- Instructions to follow
Which of the lines below contain the string "routed"? Pull each one out of the data.

- Data to use
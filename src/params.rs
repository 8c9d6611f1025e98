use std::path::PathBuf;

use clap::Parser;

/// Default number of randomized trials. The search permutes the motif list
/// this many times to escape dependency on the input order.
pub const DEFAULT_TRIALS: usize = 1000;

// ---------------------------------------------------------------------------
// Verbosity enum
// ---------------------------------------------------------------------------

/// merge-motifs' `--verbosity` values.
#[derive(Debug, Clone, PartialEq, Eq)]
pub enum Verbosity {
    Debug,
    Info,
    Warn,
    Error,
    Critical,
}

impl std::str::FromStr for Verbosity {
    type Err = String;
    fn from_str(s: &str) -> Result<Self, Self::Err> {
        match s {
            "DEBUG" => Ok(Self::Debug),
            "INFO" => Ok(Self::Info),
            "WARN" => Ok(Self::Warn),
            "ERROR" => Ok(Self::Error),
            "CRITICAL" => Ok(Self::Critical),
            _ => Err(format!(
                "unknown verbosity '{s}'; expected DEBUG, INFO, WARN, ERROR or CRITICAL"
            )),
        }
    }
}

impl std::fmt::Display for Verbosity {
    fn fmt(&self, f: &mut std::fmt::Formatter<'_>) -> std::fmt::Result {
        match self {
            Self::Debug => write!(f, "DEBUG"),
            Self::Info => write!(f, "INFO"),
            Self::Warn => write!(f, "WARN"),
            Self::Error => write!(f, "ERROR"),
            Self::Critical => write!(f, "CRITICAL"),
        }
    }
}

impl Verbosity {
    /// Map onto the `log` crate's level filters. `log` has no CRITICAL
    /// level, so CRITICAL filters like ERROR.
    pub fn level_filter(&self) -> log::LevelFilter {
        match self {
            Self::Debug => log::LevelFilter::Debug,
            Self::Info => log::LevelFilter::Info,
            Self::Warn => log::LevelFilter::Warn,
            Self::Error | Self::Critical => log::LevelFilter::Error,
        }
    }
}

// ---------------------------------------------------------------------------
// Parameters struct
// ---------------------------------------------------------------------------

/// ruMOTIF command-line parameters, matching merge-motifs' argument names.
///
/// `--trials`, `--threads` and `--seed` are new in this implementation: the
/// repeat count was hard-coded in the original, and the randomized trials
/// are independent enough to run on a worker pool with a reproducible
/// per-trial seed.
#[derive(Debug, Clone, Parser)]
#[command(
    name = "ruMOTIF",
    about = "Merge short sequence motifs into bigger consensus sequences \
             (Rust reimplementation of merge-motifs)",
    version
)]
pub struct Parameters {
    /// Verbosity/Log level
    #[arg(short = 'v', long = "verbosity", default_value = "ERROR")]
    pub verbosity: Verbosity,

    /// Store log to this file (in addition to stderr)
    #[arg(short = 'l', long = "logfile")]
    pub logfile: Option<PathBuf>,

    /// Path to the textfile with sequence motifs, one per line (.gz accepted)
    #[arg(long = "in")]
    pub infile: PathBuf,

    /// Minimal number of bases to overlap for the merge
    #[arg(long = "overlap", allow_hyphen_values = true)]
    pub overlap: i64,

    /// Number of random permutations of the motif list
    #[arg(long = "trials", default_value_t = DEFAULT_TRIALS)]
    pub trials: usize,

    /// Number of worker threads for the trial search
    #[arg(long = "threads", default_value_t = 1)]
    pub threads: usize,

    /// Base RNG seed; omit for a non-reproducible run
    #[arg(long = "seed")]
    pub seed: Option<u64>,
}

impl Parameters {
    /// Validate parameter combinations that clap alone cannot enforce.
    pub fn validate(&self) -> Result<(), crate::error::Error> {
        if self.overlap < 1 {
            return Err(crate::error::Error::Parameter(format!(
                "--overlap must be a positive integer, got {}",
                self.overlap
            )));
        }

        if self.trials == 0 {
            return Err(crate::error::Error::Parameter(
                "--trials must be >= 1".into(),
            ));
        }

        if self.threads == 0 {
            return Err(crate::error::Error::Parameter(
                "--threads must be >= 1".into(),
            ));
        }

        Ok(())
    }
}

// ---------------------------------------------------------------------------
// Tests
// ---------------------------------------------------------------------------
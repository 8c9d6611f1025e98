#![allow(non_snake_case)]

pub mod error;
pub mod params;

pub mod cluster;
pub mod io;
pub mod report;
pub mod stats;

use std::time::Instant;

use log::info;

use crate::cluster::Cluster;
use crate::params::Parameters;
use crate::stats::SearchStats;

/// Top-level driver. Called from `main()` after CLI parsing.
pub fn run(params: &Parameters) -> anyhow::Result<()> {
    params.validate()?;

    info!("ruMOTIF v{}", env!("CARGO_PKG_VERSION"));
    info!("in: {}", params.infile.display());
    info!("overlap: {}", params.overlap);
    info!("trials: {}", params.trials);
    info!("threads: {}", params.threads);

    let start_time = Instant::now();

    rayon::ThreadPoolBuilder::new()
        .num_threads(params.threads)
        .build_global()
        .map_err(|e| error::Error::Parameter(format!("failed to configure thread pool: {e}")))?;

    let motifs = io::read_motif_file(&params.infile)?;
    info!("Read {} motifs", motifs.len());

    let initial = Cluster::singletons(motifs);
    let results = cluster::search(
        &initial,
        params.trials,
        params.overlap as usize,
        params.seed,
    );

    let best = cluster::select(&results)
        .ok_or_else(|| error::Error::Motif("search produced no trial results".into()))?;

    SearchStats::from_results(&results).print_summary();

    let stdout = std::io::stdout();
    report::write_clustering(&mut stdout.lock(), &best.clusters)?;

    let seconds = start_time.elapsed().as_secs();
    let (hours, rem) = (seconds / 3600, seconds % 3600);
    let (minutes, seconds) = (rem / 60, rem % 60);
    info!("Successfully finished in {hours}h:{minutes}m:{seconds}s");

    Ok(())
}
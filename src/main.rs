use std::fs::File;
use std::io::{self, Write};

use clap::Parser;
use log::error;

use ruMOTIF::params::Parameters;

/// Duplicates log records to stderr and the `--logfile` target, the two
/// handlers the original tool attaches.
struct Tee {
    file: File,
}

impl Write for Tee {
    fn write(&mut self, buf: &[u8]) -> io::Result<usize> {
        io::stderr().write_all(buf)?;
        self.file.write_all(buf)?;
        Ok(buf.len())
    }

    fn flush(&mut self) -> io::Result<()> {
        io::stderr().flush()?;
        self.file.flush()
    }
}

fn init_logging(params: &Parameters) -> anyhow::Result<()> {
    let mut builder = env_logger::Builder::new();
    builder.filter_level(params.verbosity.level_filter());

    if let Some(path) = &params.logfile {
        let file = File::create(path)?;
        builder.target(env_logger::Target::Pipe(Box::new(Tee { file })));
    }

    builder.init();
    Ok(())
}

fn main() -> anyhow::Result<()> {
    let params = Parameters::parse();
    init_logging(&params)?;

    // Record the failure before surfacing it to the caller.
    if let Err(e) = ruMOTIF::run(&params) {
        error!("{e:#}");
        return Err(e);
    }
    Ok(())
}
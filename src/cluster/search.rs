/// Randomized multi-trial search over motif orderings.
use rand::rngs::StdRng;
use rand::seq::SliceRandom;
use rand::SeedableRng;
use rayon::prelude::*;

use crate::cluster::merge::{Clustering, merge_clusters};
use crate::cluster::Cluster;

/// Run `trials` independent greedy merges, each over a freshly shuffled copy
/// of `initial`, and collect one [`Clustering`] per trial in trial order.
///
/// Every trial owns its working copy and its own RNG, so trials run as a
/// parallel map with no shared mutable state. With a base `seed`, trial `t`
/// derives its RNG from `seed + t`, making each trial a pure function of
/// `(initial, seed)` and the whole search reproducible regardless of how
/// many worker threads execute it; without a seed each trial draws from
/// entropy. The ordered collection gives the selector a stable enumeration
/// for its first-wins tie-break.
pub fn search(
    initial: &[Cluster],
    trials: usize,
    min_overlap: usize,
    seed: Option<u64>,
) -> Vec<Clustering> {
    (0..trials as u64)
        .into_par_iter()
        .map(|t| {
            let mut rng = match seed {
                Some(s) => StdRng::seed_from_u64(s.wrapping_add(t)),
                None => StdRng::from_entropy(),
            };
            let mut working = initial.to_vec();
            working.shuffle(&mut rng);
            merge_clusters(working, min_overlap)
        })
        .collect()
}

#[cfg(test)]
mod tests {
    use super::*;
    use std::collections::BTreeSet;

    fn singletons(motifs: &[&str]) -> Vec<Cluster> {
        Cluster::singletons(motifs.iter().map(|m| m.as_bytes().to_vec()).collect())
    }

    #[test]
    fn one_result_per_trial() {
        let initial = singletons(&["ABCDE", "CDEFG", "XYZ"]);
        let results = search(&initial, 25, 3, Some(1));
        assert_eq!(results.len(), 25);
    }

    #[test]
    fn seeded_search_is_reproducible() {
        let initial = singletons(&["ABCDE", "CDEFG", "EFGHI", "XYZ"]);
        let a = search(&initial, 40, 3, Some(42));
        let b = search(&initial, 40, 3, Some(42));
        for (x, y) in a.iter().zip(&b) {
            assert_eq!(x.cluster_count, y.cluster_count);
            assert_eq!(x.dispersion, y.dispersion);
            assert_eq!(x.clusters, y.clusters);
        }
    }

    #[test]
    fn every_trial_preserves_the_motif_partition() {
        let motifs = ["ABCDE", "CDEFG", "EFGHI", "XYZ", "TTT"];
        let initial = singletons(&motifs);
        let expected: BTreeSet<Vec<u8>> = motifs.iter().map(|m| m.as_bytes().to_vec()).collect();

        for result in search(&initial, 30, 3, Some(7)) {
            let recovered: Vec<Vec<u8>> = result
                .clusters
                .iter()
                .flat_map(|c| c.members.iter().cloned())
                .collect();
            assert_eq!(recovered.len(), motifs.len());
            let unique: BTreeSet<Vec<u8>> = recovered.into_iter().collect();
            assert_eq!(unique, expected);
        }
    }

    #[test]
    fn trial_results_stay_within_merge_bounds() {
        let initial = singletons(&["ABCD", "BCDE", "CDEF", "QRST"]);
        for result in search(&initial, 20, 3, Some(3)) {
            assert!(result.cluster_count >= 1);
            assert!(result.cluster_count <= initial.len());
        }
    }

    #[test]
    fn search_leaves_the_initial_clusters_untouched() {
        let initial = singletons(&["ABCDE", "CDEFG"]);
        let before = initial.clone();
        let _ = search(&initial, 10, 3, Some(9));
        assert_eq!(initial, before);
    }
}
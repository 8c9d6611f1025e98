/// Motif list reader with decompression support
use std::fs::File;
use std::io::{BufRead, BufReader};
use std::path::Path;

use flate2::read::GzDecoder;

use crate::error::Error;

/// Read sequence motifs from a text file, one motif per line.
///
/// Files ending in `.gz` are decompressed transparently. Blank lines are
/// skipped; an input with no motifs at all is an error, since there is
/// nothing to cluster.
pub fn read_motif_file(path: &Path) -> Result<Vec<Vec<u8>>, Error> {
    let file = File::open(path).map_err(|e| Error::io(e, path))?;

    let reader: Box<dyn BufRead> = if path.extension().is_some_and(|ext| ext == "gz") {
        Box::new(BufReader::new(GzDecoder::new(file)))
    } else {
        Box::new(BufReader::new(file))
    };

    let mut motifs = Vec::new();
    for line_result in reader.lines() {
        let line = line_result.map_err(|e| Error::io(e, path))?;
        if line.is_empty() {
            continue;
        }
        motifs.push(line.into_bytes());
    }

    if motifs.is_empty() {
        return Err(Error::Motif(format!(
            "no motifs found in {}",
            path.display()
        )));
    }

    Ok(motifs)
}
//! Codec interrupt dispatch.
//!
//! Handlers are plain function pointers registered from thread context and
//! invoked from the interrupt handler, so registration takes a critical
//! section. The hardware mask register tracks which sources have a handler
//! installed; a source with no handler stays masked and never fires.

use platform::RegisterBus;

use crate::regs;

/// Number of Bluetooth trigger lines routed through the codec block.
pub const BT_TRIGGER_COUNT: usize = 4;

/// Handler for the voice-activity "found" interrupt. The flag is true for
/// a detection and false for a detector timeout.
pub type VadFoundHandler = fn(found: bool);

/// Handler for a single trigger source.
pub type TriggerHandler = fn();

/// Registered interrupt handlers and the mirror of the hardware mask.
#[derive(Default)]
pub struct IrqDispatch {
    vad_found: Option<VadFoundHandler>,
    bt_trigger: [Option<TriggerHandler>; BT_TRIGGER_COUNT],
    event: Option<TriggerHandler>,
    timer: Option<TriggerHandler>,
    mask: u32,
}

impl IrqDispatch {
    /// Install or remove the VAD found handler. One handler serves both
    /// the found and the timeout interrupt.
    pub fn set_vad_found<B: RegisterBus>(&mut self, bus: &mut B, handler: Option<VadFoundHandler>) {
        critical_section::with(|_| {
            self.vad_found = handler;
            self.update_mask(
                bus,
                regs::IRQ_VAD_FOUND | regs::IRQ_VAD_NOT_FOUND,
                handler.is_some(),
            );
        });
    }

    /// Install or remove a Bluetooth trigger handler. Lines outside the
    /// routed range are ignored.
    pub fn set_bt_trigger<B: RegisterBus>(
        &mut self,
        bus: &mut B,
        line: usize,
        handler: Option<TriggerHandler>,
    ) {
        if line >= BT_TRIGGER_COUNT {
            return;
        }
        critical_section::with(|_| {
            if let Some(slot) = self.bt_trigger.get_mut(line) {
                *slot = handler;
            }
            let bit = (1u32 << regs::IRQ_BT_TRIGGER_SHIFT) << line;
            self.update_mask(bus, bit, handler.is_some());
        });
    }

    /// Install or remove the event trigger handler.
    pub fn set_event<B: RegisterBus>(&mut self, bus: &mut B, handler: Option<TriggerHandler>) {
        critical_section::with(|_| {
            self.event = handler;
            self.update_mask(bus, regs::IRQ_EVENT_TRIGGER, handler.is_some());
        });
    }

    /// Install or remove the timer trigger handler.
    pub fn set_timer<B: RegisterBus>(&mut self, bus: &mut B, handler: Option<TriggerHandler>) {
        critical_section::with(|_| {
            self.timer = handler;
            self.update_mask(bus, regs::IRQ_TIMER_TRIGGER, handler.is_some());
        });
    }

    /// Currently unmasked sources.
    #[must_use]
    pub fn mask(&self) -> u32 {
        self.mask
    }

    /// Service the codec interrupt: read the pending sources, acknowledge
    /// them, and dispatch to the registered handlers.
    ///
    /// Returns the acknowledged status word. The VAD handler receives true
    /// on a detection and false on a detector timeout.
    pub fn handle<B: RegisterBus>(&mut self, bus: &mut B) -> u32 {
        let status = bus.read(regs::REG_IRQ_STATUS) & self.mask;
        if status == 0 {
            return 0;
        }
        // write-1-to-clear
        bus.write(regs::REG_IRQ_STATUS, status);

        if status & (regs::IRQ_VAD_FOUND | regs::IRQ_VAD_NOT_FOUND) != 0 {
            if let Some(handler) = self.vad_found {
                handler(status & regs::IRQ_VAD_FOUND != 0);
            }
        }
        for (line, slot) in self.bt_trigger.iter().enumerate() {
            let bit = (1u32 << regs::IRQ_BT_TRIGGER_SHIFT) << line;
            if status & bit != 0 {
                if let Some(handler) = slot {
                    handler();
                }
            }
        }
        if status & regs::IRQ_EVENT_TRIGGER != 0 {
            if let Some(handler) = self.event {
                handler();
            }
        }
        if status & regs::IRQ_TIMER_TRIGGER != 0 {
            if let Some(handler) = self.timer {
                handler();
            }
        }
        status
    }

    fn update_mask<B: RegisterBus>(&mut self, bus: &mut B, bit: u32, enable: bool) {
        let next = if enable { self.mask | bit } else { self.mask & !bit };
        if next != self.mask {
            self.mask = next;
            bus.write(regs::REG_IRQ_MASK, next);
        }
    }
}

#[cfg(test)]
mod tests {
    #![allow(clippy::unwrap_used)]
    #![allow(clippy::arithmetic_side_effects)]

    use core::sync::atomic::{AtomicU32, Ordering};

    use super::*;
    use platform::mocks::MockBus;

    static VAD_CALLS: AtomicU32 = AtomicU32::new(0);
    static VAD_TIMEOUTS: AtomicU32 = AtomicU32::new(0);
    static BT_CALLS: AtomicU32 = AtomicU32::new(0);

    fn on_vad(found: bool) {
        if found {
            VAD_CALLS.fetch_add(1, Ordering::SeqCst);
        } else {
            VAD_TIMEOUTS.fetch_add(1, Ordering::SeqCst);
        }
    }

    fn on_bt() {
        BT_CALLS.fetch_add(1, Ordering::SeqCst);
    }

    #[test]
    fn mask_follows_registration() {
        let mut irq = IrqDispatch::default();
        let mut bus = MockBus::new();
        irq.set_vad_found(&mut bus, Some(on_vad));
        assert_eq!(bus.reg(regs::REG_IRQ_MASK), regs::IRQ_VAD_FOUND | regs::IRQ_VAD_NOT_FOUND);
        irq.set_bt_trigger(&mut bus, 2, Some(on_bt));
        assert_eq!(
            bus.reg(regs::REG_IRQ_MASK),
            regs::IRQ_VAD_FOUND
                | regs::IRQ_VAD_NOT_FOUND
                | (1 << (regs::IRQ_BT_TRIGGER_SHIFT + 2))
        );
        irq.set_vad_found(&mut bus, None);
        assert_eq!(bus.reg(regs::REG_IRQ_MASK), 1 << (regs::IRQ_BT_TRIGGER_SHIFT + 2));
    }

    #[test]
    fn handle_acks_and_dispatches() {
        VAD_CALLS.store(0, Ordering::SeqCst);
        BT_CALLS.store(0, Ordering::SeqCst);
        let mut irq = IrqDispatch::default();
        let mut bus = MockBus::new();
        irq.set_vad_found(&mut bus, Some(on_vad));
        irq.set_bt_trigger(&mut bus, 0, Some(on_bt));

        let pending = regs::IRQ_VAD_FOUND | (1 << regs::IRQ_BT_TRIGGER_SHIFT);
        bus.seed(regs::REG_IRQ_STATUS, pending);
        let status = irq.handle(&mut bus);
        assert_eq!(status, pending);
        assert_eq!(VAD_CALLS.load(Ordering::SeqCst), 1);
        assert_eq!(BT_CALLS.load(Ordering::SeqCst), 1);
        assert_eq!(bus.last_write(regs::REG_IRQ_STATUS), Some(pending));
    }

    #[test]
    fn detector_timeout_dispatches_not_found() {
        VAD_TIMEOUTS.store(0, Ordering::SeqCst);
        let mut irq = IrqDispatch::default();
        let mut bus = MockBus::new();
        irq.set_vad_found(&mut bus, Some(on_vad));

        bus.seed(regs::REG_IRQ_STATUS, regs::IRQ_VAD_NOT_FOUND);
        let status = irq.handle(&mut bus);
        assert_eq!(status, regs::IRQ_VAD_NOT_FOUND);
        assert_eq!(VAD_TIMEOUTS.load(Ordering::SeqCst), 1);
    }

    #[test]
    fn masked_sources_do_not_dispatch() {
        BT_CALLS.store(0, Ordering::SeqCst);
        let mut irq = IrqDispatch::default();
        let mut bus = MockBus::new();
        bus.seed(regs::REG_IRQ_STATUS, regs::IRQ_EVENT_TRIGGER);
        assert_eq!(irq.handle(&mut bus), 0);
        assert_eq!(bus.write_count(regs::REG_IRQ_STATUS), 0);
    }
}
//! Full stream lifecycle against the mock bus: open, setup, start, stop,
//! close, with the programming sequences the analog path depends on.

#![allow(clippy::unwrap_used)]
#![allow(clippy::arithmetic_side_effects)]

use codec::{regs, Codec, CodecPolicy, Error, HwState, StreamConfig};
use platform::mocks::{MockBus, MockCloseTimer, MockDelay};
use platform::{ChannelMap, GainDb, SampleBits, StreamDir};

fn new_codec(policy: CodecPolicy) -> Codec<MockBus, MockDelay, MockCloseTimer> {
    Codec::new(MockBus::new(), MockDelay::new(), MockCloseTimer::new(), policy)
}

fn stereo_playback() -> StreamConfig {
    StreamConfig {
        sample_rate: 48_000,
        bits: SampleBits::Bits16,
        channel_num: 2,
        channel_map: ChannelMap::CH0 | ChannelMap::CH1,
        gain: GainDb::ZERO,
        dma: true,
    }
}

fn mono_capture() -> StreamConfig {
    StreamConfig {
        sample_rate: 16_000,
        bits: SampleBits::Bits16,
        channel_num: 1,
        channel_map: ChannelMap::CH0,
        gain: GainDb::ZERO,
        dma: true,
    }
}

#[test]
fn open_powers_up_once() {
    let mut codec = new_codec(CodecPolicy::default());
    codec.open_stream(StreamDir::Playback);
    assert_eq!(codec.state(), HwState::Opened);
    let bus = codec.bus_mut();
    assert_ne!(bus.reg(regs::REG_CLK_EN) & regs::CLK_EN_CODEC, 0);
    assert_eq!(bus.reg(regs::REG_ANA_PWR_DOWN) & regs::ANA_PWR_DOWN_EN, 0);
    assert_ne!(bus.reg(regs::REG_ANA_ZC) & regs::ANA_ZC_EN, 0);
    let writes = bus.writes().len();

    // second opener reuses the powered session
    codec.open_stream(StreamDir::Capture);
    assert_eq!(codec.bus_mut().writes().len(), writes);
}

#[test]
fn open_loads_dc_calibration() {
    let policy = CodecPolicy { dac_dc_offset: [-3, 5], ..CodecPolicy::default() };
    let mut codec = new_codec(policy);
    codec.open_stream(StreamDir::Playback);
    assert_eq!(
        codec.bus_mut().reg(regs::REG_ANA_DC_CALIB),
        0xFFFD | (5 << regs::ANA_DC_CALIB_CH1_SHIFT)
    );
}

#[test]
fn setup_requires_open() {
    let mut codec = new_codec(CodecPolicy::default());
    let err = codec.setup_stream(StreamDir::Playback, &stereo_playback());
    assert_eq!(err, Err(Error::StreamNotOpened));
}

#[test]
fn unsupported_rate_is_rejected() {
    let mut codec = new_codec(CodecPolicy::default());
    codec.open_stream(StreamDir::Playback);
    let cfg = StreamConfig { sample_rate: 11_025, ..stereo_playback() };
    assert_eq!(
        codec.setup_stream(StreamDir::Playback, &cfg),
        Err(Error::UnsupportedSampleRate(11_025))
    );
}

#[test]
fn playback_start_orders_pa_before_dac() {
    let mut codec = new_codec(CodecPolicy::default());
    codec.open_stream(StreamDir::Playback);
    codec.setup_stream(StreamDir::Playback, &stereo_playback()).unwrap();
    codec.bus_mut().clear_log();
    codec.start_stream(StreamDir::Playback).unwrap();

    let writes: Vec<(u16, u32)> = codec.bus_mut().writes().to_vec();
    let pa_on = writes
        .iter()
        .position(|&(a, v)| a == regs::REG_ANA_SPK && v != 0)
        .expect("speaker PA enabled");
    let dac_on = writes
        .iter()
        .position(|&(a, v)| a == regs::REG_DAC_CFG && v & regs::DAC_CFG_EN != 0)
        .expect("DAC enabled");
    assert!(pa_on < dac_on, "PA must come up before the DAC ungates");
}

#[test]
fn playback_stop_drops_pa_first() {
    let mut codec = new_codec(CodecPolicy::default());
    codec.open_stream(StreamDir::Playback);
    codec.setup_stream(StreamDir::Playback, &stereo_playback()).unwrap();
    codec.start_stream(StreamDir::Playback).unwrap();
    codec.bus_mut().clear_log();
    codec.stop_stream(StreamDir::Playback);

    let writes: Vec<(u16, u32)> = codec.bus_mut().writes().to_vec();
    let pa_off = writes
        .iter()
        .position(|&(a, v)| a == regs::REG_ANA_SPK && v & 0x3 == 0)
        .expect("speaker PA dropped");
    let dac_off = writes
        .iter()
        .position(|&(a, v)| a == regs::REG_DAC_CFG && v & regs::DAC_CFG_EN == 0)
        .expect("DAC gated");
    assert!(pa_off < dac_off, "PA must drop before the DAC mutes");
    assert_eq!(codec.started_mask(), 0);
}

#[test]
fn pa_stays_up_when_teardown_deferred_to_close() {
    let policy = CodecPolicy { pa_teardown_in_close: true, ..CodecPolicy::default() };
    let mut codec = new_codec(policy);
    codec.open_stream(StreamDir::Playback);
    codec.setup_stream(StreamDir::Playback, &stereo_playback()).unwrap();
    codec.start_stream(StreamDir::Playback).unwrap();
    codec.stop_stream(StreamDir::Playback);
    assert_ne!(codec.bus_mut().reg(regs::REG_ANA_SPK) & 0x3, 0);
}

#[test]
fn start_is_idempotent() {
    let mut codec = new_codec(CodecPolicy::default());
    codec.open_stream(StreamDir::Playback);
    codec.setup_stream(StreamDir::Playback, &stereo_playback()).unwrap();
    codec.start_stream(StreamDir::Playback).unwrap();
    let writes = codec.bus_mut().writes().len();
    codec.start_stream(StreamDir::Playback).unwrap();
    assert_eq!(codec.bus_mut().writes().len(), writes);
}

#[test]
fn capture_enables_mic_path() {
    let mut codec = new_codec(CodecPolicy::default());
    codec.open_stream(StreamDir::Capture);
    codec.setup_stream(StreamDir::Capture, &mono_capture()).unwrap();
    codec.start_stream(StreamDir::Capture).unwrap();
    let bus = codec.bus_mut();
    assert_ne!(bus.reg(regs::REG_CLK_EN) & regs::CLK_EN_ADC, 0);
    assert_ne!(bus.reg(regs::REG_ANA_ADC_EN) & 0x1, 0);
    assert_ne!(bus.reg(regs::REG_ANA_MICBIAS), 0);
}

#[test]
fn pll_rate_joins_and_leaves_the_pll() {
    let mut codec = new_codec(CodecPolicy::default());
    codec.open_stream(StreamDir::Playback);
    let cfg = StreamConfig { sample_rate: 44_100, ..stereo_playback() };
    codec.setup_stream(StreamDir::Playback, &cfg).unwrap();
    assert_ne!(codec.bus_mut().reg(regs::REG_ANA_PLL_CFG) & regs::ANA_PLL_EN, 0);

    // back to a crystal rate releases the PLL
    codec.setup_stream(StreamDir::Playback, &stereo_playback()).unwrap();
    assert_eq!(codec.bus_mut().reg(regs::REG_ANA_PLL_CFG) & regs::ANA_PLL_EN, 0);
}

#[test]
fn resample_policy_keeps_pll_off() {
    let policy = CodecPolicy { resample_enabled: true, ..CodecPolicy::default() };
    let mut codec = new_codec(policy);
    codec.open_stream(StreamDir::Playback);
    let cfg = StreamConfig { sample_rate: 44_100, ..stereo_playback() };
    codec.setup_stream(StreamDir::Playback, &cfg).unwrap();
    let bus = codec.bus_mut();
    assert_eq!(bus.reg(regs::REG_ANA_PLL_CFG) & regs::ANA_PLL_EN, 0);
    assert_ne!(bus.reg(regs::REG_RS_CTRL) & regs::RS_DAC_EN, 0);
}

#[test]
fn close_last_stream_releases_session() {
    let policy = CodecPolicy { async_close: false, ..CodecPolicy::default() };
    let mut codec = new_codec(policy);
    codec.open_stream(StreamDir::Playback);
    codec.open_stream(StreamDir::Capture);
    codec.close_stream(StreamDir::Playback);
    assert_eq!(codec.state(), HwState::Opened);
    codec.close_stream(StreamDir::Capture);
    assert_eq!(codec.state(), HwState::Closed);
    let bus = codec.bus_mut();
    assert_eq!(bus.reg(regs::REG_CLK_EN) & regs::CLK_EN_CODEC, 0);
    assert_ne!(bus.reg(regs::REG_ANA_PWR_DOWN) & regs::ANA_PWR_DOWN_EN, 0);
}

- Solution to this task
/// Number of Bluetooth trigger lines routed through the codec block.
    /// routed range are ignored.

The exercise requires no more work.